In tears and feeling very alone, I called a Christian Science practitioner to pray with me about these feelings. He said something to me that I love remembering: "You may think that your husband comes and goes, but your Husband is the Lord." This didn't mean my husband wasn't still very much on my mind, but a sweet peace came over me as I heard these words, and I felt deeply comforted.
When I hung up the phone, I thought and thought about that idea - that God was my real Husband. When I researched the word husband in the Bible, I read, "Thy Maker is thine husband; the Lord of hosts is his name; and thy Redeemer the Holy One of Israel; The God of the whole earth shall he be called" (Isa. 54:5).
This step forward in my spiritual understanding didn't change the course of my husband's Army career, but it changed the way I thought about myself, my home, and my husband. I began to see a deeper meaning to being husband and wife. From studying the Bible and "Science and Health with Key to the Scriptures" by Mary Baker Eddy, I was learning that God is the source of all good and that He is everywhere.
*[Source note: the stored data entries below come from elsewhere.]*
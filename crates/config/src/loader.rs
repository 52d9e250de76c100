use std::path::{Path, PathBuf};

use tracing::{debug, warn};

use crate::{ConfigError, DashboardConfig, Result};

/// Environment variable naming an explicit config file.
pub const CONFIG_ENV: &str = "LLAMADASH_CONFIG";

const CONFIG_STEM: &str = "llamadash";
const EXTENSIONS: &[&str] = &["toml", "yaml", "yml", "json"];

/// Load the config from `$LLAMADASH_CONFIG`, `./llamadash.{toml,yaml,yml,json}`
/// or the platform config directory, in that order.
///
/// Never fails: a missing file yields defaults, and a file that does not
/// parse is logged and replaced by defaults.
pub fn discover_and_load() -> DashboardConfig {
    let Some(path) = discover() else {
        debug!("no config file found, using defaults");
        return DashboardConfig::default();
    };
    match load(&path) {
        Ok(config) => {
            debug!(path = %path.display(), "loaded config");
            config
        },
        Err(e) => {
            warn!(path = %path.display(), error = %e, "failed to load config, using defaults");
            DashboardConfig::default()
        },
    }
}

/// First config file that exists, if any.
pub fn discover() -> Option<PathBuf> {
    if let Some(path) = std::env::var_os(CONFIG_ENV).map(PathBuf::from) {
        return Some(path);
    }
    if let Some(path) = find_in(Path::new(".")) {
        return Some(path);
    }
    directories::ProjectDirs::from("", "", CONFIG_STEM).and_then(|d| find_in(d.config_dir()))
}

fn find_in(dir: &Path) -> Option<PathBuf> {
    EXTENSIONS
        .iter()
        .map(|ext| dir.join(format!("{CONFIG_STEM}.{ext}")))
        .find(|p| p.is_file())
}

/// Load a config file, picking the format from its extension.
pub fn load(path: &Path) -> Result<DashboardConfig> {
    let raw = std::fs::read_to_string(path)?;
    parse(&raw, path)
}

fn parse(raw: &str, path: &Path) -> Result<DashboardConfig> {
    let ext = path
        .extension()
        .and_then(|e| e.to_str())
        .unwrap_or_default()
        .to_ascii_lowercase();
    match ext.as_str() {
        "toml" => Ok(toml::from_str(raw)?),
        "yaml" | "yml" => Ok(serde_yaml::from_str(raw)?),
        "json" => Ok(serde_json::from_str(raw)?),
        _ => Err(ConfigError::UnsupportedFormat(path.display().to_string())),
    }
}

#[cfg(test)]
#[allow(clippy::unwrap_used)]
mod tests {
    use super::*;

    fn write(dir: &Path, name: &str, body: &str) -> PathBuf {
        let path = dir.join(name);
        std::fs::write(&path, body).unwrap();
        path
    }

    #[test]
    fn loads_toml() {
        let dir = tempfile::tempdir().unwrap();
        let path = write(dir.path(), "llamadash.toml", "[server]\nport = 9000\n");
        let cfg = load(&path).unwrap();
        assert_eq!(cfg.server.port, 9000);
        assert_eq!(cfg.server.bind, "127.0.0.1");
    }

    #[test]
    fn loads_yaml() {
        let dir = tempfile::tempdir().unwrap();
        let path = write(
            dir.path(),
            "llamadash.yml",
            "client:\n  url: ws://10.0.0.2:8585/llamaproxws\nlogs:\n  capacity: 20\n",
        );
        let cfg = load(&path).unwrap();
        assert_eq!(cfg.client.url, "ws://10.0.0.2:8585/llamaproxws");
        assert_eq!(cfg.logs.capacity, 20);
    }

    #[test]
    fn loads_json() {
        let dir = tempfile::tempdir().unwrap();
        let path = write(
            dir.path(),
            "llamadash.json",
            r#"{"client": {"reconnect": {"attempts": 0}}}"#,
        );
        let cfg = load(&path).unwrap();
        assert_eq!(cfg.client.reconnect.attempts, 0);
    }

    #[test]
    fn unknown_extension_is_rejected() {
        let dir = tempfile::tempdir().unwrap();
        let path = write(dir.path(), "llamadash.ini", "port=1");
        let err = load(&path).unwrap_err();
        assert!(matches!(err, ConfigError::UnsupportedFormat(_)));
    }

    #[test]
    fn malformed_file_is_an_error() {
        let dir = tempfile::tempdir().unwrap();
        let path = write(dir.path(), "llamadash.toml", "[server\nport = ");
        assert!(matches!(load(&path).unwrap_err(), ConfigError::Toml(_)));
    }

    #[test]
    fn missing_file_is_io_error() {
        let dir = tempfile::tempdir().unwrap();
        let err = load(&dir.path().join("nope.toml")).unwrap_err();
        assert!(matches!(err, ConfigError::Io(_)));
    }

    #[test]
    fn find_in_prefers_toml() {
        let dir = tempfile::tempdir().unwrap();
        write(dir.path(), "llamadash.json", "{}");
        write(dir.path(), "llamadash.toml", "");
        let found = find_in(dir.path()).unwrap();
        assert_eq!(found.extension().unwrap(), "toml");
    }
}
That meant the beautiful, loving, and supportive qualities that my husband expressed were not being packed up in his duffel bag. Even when he was away from home, those qualities would remain in my life because they were from God. The children and I would still be in the arms of Love, and we would have all we needed.
As I prayed to see more clearly that God's husbanding love was spiritual and always present, I found some much needed peace in my life. I also learned that identifying the qualities I loved in other people as part of their Godlike nature kept them with me. And that because all of God's goodness is everywhere, none of it would ever go away, leaving us behind.
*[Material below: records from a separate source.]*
//! In-process producers behind the request handlers.
//!
//! Each store owns its data, stamps what it hands out, and publishes the
//! matching broadcast on the [`EventBus`] after every write.

use std::sync::{Arc, Mutex, MutexGuard, PoisonError};

use crate::broadcast::EventBus;

pub mod logs;
pub mod models;
pub mod presets;
pub mod router;

pub use {
    logs::LogStore,
    models::ModelStore,
    presets::{PresetStore, parse_ini, render_ini},
    router::{LocalRouter, RouterBackend},
};

/// Everything the method handlers can reach.
#[derive(Clone)]
pub struct GatewayServices {
    pub models: Arc<ModelStore>,
    pub logs: Arc<LogStore>,
    pub presets: Arc<PresetStore>,
    pub router: Arc<dyn RouterBackend>,
}

impl GatewayServices {
    /// In-memory stores with a simulated router.
    pub fn local(bus: &EventBus, log_capacity: usize) -> Self {
        let models = Arc::new(ModelStore::new(bus.clone()));
        let logs = Arc::new(LogStore::new(bus.clone(), log_capacity));
        let router = Arc::new(LocalRouter::new(
            Arc::clone(&models),
            Arc::clone(&logs),
            bus.clone(),
        ));
        Self {
            models,
            logs,
            presets: Arc::new(PresetStore::new()),
            router,
        }
    }

    pub fn with_router(mut self, router: Arc<dyn RouterBackend>) -> Self {
        self.router = router;
        self
    }
}

pub(crate) fn lock<T>(mutex: &Mutex<T>) -> MutexGuard<'_, T> {
    mutex.lock().unwrap_or_else(PoisonError::into_inner)
}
Shortly after my talk with that practitioner, my husband was sent to Korea for a year of duty. It was a peacekeeping mission, and his life was not threatened, but I had been seeing the prospect of a year without him as a threat to my happiness and peace. And his deployment did change our lifestyle. The children and I moved across the United States to be close to my family. We left the comfort of our home on the military base to join the ranks of the civilian community. That was a tough year. But what I had learned about the spiritual idea of husband and home helped me get through it.
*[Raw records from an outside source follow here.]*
// ── Disconnect reasons ───────────────────────────────────────────────────────

/// `disconnect()` was called locally.
pub const CLIENT_DISCONNECT: &str = "io client disconnect";
/// The server closed the socket.
pub const SERVER_DISCONNECT: &str = "io server disconnect";
/// The socket ended without a close frame.
pub const TRANSPORT_CLOSE: &str = "transport close";
pub const TRANSPORT_ERROR: &str = "transport error";

// ── Connector ────────────────────────────────────────────────────────────────

/// What an open session reports back to the transport.
#[derive(Debug)]
pub enum LinkEvent {
    Frame(Frame),
    Closed(String),
}

/// An open connection. Dropping `outbound` closes it.
#[derive(Debug)]
pub struct Session {
    /// Server-assigned connection id.
    pub id: String,
    pub outbound: mpsc::UnboundedSender<Frame>,
    pub inbound: mpsc::UnboundedReceiver<LinkEvent>,
}

/// Opens sessions for a [`Transport`].
#[async_trait]
pub trait Connector: Send + Sync + 'static {
    async fn open(&self) -> Result<Session>;
}

// ── Transport ────────────────────────────────────────────────────────────────

struct Run {
    epoch: u64,
    cancel: CancellationToken,
}

#[derive(Default)]
struct Link {
    /// The background task driving the connection, if one is active.
    run: Option<Run>,
    outbound: Option<mpsc::UnboundedSender<Frame>>,
}

enum Step {
    /// The session opened and later closed.
    Closed,
    /// The open itself failed.
    Failed,
    /// Stopped by `disconnect()`, or superseded by a newer run.
    Cancelled,
}

pub struct Transport {
    connector: Arc<dyn Connector>,
    policy: ReconnectConfig,
    listeners: ListenerRegistry,
    /// Connection id, `Some` exactly while connected.
    conn: watch::Sender<Option<String>>,
    link: Mutex<Link>,
    epochs: AtomicU64,
}

impl Transport {
    pub fn new(connector: Arc<dyn Connector>, policy: ReconnectConfig) -> Arc<Self> {
        let (conn, _) = watch::channel(None);
        Arc::new(Self {
            connector,
            policy,
            listeners: ListenerRegistry::new(),
            conn,
            link: Mutex::new(Link::default()),
            epochs: AtomicU64::new(0),
        })
    }

    fn lock_link(&self) -> MutexGuard<'_, Link> {
        self.link.lock().unwrap_or_else(PoisonError::into_inner)
    }

    /// Start connecting. No-op while a connection or a retry loop is active.
    pub fn connect(self: &Arc<Self>) -> &Self {
        let mut link = self.lock_link();
        if link.run.is_some() {
            return self;
        }
        let epoch = self.epochs.fetch_add(1, Ordering::Relaxed) + 1;
        let cancel = CancellationToken::new();
        link.run = Some(Run {
            epoch,
            cancel: cancel.clone(),
        });
        drop(link);

        debug!(epoch, "connecting");
        tokio::spawn(Self::run(Arc::downgrade(self), epoch, cancel));
        self
    }

    /// Tear down the connection and stop retrying. Safe to call repeatedly.
    pub fn disconnect(&self) -> &Self {
        let was_connected = {
            let mut link = self.lock_link();
            if let Some(run) = link.run.take() {
                run.cancel.cancel();
            }
            link.outbound = None;
            self.conn.send_replace(None).is_some()
        };
        if was_connected {
            info!(reason = CLIENT_DISCONNECT, "disconnected");
            self.listeners
                .dispatch(events::DISCONNECT, &json!({ "reason": CLIENT_DISCONNECT }));
        }
        self
    }

    pub fn is_connected(&self) -> bool {
        self.conn.borrow().is_some()
    }

    /// Whether a connection or retry loop is running.
    pub fn is_active(&self) -> bool {
        self.lock_link().run.is_some()
    }

    pub fn id(&self) -> Option<String> {
        self.conn.borrow().clone()
    }

    /// Watch the connection id; `None` while disconnected.
    pub fn watch(&self) -> watch::Receiver<Option<String>> {
        self.conn.subscribe()
    }

    /// Resolve once connected, or `false` after `timeout`.
    pub async fn wait_connected(&self, timeout: Duration) -> bool {
        let mut rx = self.conn.subscribe();
        matches!(
            tokio::time::timeout(timeout, rx.wait_for(Option::is_some)).await,
            Ok(Ok(_))
        )
    }

    /// Send a frame. Silently dropped while disconnected.
    pub fn emit(&self, event: &str, data: Value) -> &Self {
        self.send(event, data);
        self
    }

    /// Like [`Self::emit`], reporting whether the frame was queued.
    pub fn send(&self, event: &str, data: Value) -> bool {
        let link = self.lock_link();
        match &link.outbound {
            Some(tx) => tx.send(Frame::new(event, data)).is_ok(),
            None => {
                debug!(event, "not connected, dropping emit");
                false
            },
        }
    }

    // ── Listeners ────────────────────────────────────────────────────────────

    pub fn on(&self, event: &str, handler: impl Fn(&Value) + Send + Sync + 'static) -> ListenerId {
        self.listeners.on(event, handler)
    }

    pub fn once(
        &self,
        event: &str,
        handler: impl Fn(&Value) + Send + Sync + 'static,
    ) -> ListenerId {
        self.listeners.once(event, handler)
    }

    /// Remove one listener, or all listeners of `event` when `id` is `None`.
    pub fn off(&self, event: &str, id: Option<ListenerId>) -> usize {
        self.listeners.off(event, id)
    }

    /// Observe every frame received from the server.
    pub fn on_any(&self, handler: impl Fn(&str, &Value) + Send + Sync + 'static) -> ListenerId {
        self.listeners.on_any(handler)
    }

    pub fn off_any(&self, id: ListenerId) -> bool {
        self.listeners.off_any(id)
    }

    // ── Connection task ──────────────────────────────────────────────────────

    async fn run(weak: Weak<Self>, epoch: u64, cancel: CancellationToken) {
        let mut attempt: u32 = 0;
        loop {
            match Self::connect_once(&weak, epoch, &cancel).await {
                Step::Cancelled => return,
                Step::Closed => attempt = 0,
                Step::Failed => {},
            }

            attempt += 1;
            let Some(this) = weak.upgrade() else { return };
            if attempt > this.policy.attempts {
                info!(attempts = this.policy.attempts, "giving up reconnecting");
                if this.finish(epoch) {
                    this.listeners.dispatch(
                        events::RECONNECT_FAILED,
                        &json!({ "attempts": this.policy.attempts }),
                    );
                }
                return;
            }
            let delay = this.policy.delay_for(attempt);
            drop(this);

            tokio::select! {
                () = cancel.cancelled() => return,
                () = tokio::time::sleep(delay) => {},
            }
            let Some(this) = weak.upgrade() else { return };
            debug!(attempt, ?delay, "reconnecting");
            this.listeners
                .dispatch(events::RECONNECT_ATTEMPT, &json!({ "attempt": attempt }));
        }
    }

    async fn connect_once(weak: &Weak<Self>, epoch: u64, cancel: &CancellationToken) -> Step {
        let Some(this) = weak.upgrade() else {
            return Step::Cancelled;
        };
        let opened = tokio::select! {
            () = cancel.cancelled() => return Step::Cancelled,
            opened = this.connector.open() => opened,
        };
        let session = match opened {
            Ok(session) => session,
            Err(e) => {
                warn!(error = %e, "connect failed");
                this.listeners
                    .dispatch(events::CONNECT_ERROR, &json!({ "message": e.to_string() }));
                return Step::Failed;
            },
        };
        let Some(mut inbound) = this.opened(epoch, session) else {
            return Step::Cancelled;
        };
        drop(this);

        let reason = loop {
            let event = tokio::select! {
                () = cancel.cancelled() => return Step::Cancelled,
                event = inbound.recv() => event,
            };
            match event {
                Some(LinkEvent::Frame(frame)) => match weak.upgrade() {
                    Some(this) => this.deliver(&frame),
                    None => return Step::Cancelled,
                },
                Some(LinkEvent::Closed(reason)) => break reason,
                None => break TRANSPORT_CLOSE.to_string(),
            }
        };

        match weak.upgrade() {
            Some(this) if this.closed(epoch, &reason) => Step::Closed,
            _ => Step::Cancelled,
        }
    }

    /// Install a freshly opened session. `None` if this run was superseded.
    fn opened(&self, epoch: u64, session: Session) -> Option<mpsc::UnboundedReceiver<LinkEvent>> {
        let Session {
            id,
            outbound,
            inbound,
        } = session;
        {
            let mut link = self.lock_link();
            if link.run.as_ref().map(|r| r.epoch) != Some(epoch) {
                return None;
            }
            link.outbound = Some(outbound);
            self.conn.send_replace(Some(id.clone()));
        }
        info!(conn_id = %id, "connected");
        self.listeners.dispatch(events::CONNECT, &json!({ "id": id }));
        self.send(events::CONNECTION_ACK, json!({}));
        Some(inbound)
    }

    /// Clear a closed session. `false` if this run was superseded.
    fn closed(&self, epoch: u64, reason: &str) -> bool {
        {
            let mut link = self.lock_link();
            if link.run.as_ref().map(|r| r.epoch) != Some(epoch) {
                return false;
            }
            link.outbound = None;
            self.conn.send_replace(None);
        }
        info!(reason, "disconnected");
        self.listeners
            .dispatch(events::DISCONNECT, &json!({ "reason": reason }));
        true
    }

    /// Forget a run that gave up, so a later `connect()` starts over.
    fn finish(&self, epoch: u64) -> bool {
        let mut link = self.lock_link();
        if link.run.as_ref().map(|r| r.epoch) != Some(epoch) {
            return false;
        }
        link.run = None;
        true
    }

    fn deliver(&self, frame: &Frame) {
        if events::is_reserved(&frame.event) {
            warn!(event = %frame.event, "dropping reserved event from server");
            return;
        }
        debug!(event = %frame.event, "frame received");
        self.listeners.dispatch_any(&frame.event, &frame.data);
        self.listeners.dispatch(&frame.event, &frame.data);
    }
}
Prayer works for the one who leaves, as well as for those left behind. It helps us see that home is not merely a place but a presence. We are God's guests - permanent residents, really - in His universal home. His household is made up of spiritual qualities that are everywhere and with us wherever we may be - in a bunker, on an aircraft carrier, in the air. And spiritual protection belongs to "the enemy" as well as to "my side."
As for taking sides, we are all on the side of peace when we see there is only one side - the side of God's allness. When our sights are lifted above a grim, material view of things, we're choosing peace. The peace of knowing God and His totality is ours to choose and keep.
Jesus' promise is a great comfort: "Peace I leave with you, my peace I give unto you: not as the world giveth, give I unto you. Let not your heart be troubled, neither let it be afraid" (John 14:27).
Wherever "here" or "there" may be, God is here, and He is there. He's never without us. And we're never without Him. He is everyone's home, and He's on everyone's side.